33. Assessment: The principle is met.Principles 6.A and 6.B: Cooperation and Confidentiality
34. OSFI does not have any formal relationships with any foreign insurance supervisors. While OSFI reviews the worldwide position of foreign branches and subsidiaries in Canada, the focus remains on the ability of the branch or subsidiary to stand on its own assets vested in Canada. Where OSFI has concerns that deteriorating results worldwide could create problems in Canada, it seeks regular contact with the foreign home supervisor. Where OSFI is the home supervisor, it does not have a standing protocol with foreign supervisors to share information at any particular level or to alert a foreign supervisor to a problem.
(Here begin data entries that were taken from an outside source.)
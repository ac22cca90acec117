use stackwm_common::{ipc_socket_path, IpcEvent};
use std::collections::HashMap;
use std::io::Write;
use std::os::unix::net::{UnixListener, UnixStream};
use std::path::{Path, PathBuf};

use crate::status::{StatusBar, StatusSnapshot};

/// Broadcasts status events as JSON lines to every connected client.
///
/// The listener is non-blocking and only polled when there is something to
/// send, so the event loop never waits on it.
pub struct IpcServer {
    listener: UnixListener,
    socket_path: PathBuf,
    clients: HashMap<u64, UnixStream>,
    next_client_id: u64,
}

impl IpcServer {
    pub fn new() -> Result<Self, Box<dyn std::error::Error>> {
        Self::bind(&ipc_socket_path())
    }

    pub fn bind(socket_path: &Path) -> Result<Self, Box<dyn std::error::Error>> {
        if socket_path.exists() {
            std::fs::remove_file(socket_path)?;
        }

        let listener = UnixListener::bind(socket_path)?;
        listener.set_nonblocking(true)?;

        log::info!("IPC server listening on {}", socket_path.display());

        Ok(Self {
            listener,
            socket_path: socket_path.to_path_buf(),
            clients: HashMap::new(),
            next_client_id: 0,
        })
    }

    pub fn accept_connections(&mut self) {
        loop {
            match self.listener.accept() {
                Ok((stream, _addr)) => {
                    if let Err(e) = stream.set_nonblocking(true) {
                        log::warn!("Failed to set IPC client non-blocking: {}", e);
                        continue;
                    }

                    let id = self.next_client_id;
                    self.next_client_id += 1;
                    self.clients.insert(id, stream);
                    log::info!("IPC client {} connected", id);
                }
                Err(ref e) if e.kind() == std::io::ErrorKind::WouldBlock => break,
                Err(e) => {
                    log::warn!("IPC accept error: {}", e);
                    break;
                }
            }
        }
    }

    pub fn broadcast(&mut self, event: &IpcEvent) {
        self.accept_connections();

        let json = match serde_json::to_string(event) {
            Ok(j) => j,
            Err(e) => {
                log::warn!("Failed to serialize IPC event: {}", e);
                return;
            }
        };

        let msg = format!("{}\n", json);
        let mut disconnected = Vec::new();

        for (&id, stream) in &mut self.clients {
            if let Err(e) = stream.write_all(msg.as_bytes()) {
                log::warn!("Failed to send to IPC client {}: {}", id, e);
                disconnected.push(id);
            }
        }

        for id in disconnected {
            self.clients.remove(&id);
            log::info!("IPC client {} disconnected", id);
        }
    }

    pub fn client_count(&self) -> usize {
        self.clients.len()
    }
}

impl StatusBar for IpcServer {
    fn repaint(&mut self, snapshot: &StatusSnapshot) {
        self.broadcast(&IpcEvent::State {
            workspaces: snapshot.workspaces.clone(),
            active_workspace: snapshot.active_workspace,
            focused_window: snapshot.focused_window,
        });
    }

    fn workspace_changed(&mut self, snapshot: &StatusSnapshot) {
        log::debug!(
            "[ipc] Broadcasting workspace change: active={} clients={}",
            snapshot.active_workspace,
            self.client_count()
        );
        self.broadcast(&IpcEvent::WorkspaceChanged {
            workspaces: snapshot.workspaces.clone(),
            active_workspace: snapshot.active_workspace,
        });
    }
}

impl Drop for IpcServer {
    fn drop(&mut self) {
        let _ = std::fs::remove_file(&self.socket_path);
    }
}

#[cfg(test)]
mod tests {
    use super::*;
    use stackwm_common::WorkspaceInfo;
    use std::io::{BufRead, BufReader};

    #[test]
    fn test_broadcast_reaches_client() {
        let path = std::env::temp_dir().join(format!("stackwm-ipc-{}.sock", std::process::id()));
        let mut server = IpcServer::bind(&path).unwrap();
        let client = UnixStream::connect(&path).unwrap();

        let snapshot = StatusSnapshot {
            workspaces: vec![WorkspaceInfo::new(0, 1), WorkspaceInfo::new(1, 0)],
            active_workspace: 1,
            focused_window: None,
        };
        server.workspace_changed(&snapshot);
        assert_eq!(server.client_count(), 1);

        let mut line = String::new();
        BufReader::new(client).read_line(&mut line).unwrap();
        let event: IpcEvent = serde_json::from_str(line.trim()).unwrap();
        assert_eq!(
            event,
            IpcEvent::WorkspaceChanged {
                workspaces: snapshot.workspaces.clone(),
                active_workspace: 1,
            }
        );

        drop(server);
        assert!(!path.exists());
    }
}
#[derive(Clone, Copy, Debug, PartialEq, Eq)]
pub enum WorkspaceTarget {
    Index(usize),
    Next,
    Prev,
}

impl WorkspaceTarget {
    /// Parses the one-based form used in keybindings (`"1"` is the first
    /// workspace) as well as `next`/`prev`.
    pub fn parse(s: &str) -> Option<Self> {
        match s.to_lowercase().as_str() {
            "next" | "n" | "+1" => Some(WorkspaceTarget::Next),
            "prev" | "previous" | "p" | "-1" => Some(WorkspaceTarget::Prev),
            s => s
                .parse::<usize>()
                .ok()
                .and_then(|n| n.checked_sub(1))
                .map(WorkspaceTarget::Index),
        }
    }
}

pub struct Workspaces {
    current: usize,
    count: usize,
}

impl Workspaces {
    pub fn new(count: usize) -> Self {
        Self {
            current: 0,
            count: count.max(1),
        }
    }

    pub fn current(&self) -> usize {
        self.current
    }

    pub fn count(&self) -> usize {
        self.count
    }

    pub fn contains(&self, index: usize) -> bool {
        index < self.count
    }

    pub fn resolve(&self, target: WorkspaceTarget) -> usize {
        match target {
            WorkspaceTarget::Index(i) => i,
            WorkspaceTarget::Next => (self.current + 1) % self.count,
            WorkspaceTarget::Prev => (self.current + self.count - 1) % self.count,
        }
    }

    /// Makes `index` current. Out-of-range indices leave everything unchanged.
    pub fn switch(&mut self, index: usize) -> bool {
        if !self.contains(index) {
            return false;
        }
        self.current = index;
        true
    }
}
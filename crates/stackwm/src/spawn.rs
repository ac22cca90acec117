use std::process::{Command, Stdio};

/// Launches external programs without waiting on them.
pub trait Spawner {
    fn spawn(&mut self, program: &str, args: &[String]);
}

/// Runs programs with `std::process::Command`. Children are never waited on;
/// `main` sets `SIGCHLD` to `SIG_IGN` so the kernel reaps them.
#[derive(Default)]
pub struct CommandSpawner;

impl Spawner for CommandSpawner {
    fn spawn(&mut self, program: &str, args: &[String]) {
        match Command::new(program)
            .args(args)
            .stdin(Stdio::null())
            .spawn()
        {
            Ok(child) => log::info!("Spawned {} (pid {})", program, child.id()),
            Err(e) => log::warn!("Failed to spawn {}: {}", program, e),
        }
    }
}

/// Makes exited children disappear without a `wait` call.
pub fn reap_children_automatically() {
    unsafe {
        libc::signal(libc::SIGCHLD, libc::SIG_IGN);
    }
}

#[cfg(test)]
mod tests {
    use super::*;

    #[test]
    fn test_missing_program_does_not_panic() {
        let mut spawner = CommandSpawner;
        spawner.spawn("/nonexistent/stackwm-test-binary", &[]);
    }
}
Only in very rare cases, where a branch or subsidiary materially contributes to a company's overall results, would OSFI examiners leave Canada to perform an on-site examination.
35. All information obtained by OSFI as a result of administering or enforcing an act of Parliament is confidential. Legislation does not restrict the information that OSFI as supervisor may provide to other supervisors, whether domestic or foreign, other than that the information must be used solely for prudential purposes and be treated as confidential. OSFI does not have any legal responsibility to pass information on criminal activities onto a host supervisor as this responsibility rests with the Royal Canadian Mounted Police (RCMP). If a home supervisor uncovered criminal activities while carrying out an examination in Canada, it would not be obliged to inform OSFI of these activities.
36. Assessment: Partial compliance with Principle 6.A; Principle 6.B is met.
2 The Basel Core Principles were issued in September 1997; a Core Principles Methodology was released in October 1999 by the Basel Committee on Banking Supervision. The Code of Good Practices on Transparency was adopted by the Interim Committee in September 1999; work on a supporting document is in progress. The IOSCO Objectives and Principles were issued in September 1998, and a detailed self-assessment methodology is being developed. A draft of the Core Principles for Systemically Important Payment Systems was issued for public comment in December 1999. The IAIS Insurance Supervisory Principles were issued in September 1997; a self-assessment program has been developed to assist member countries in evaluating compliance.
4 Canada has, uniquely, reconciled actuarial and accounting concepts in its financial reporting system. Fair value assets and liabilities are determined and a separate explicit allowance is made for possible adverse deviations.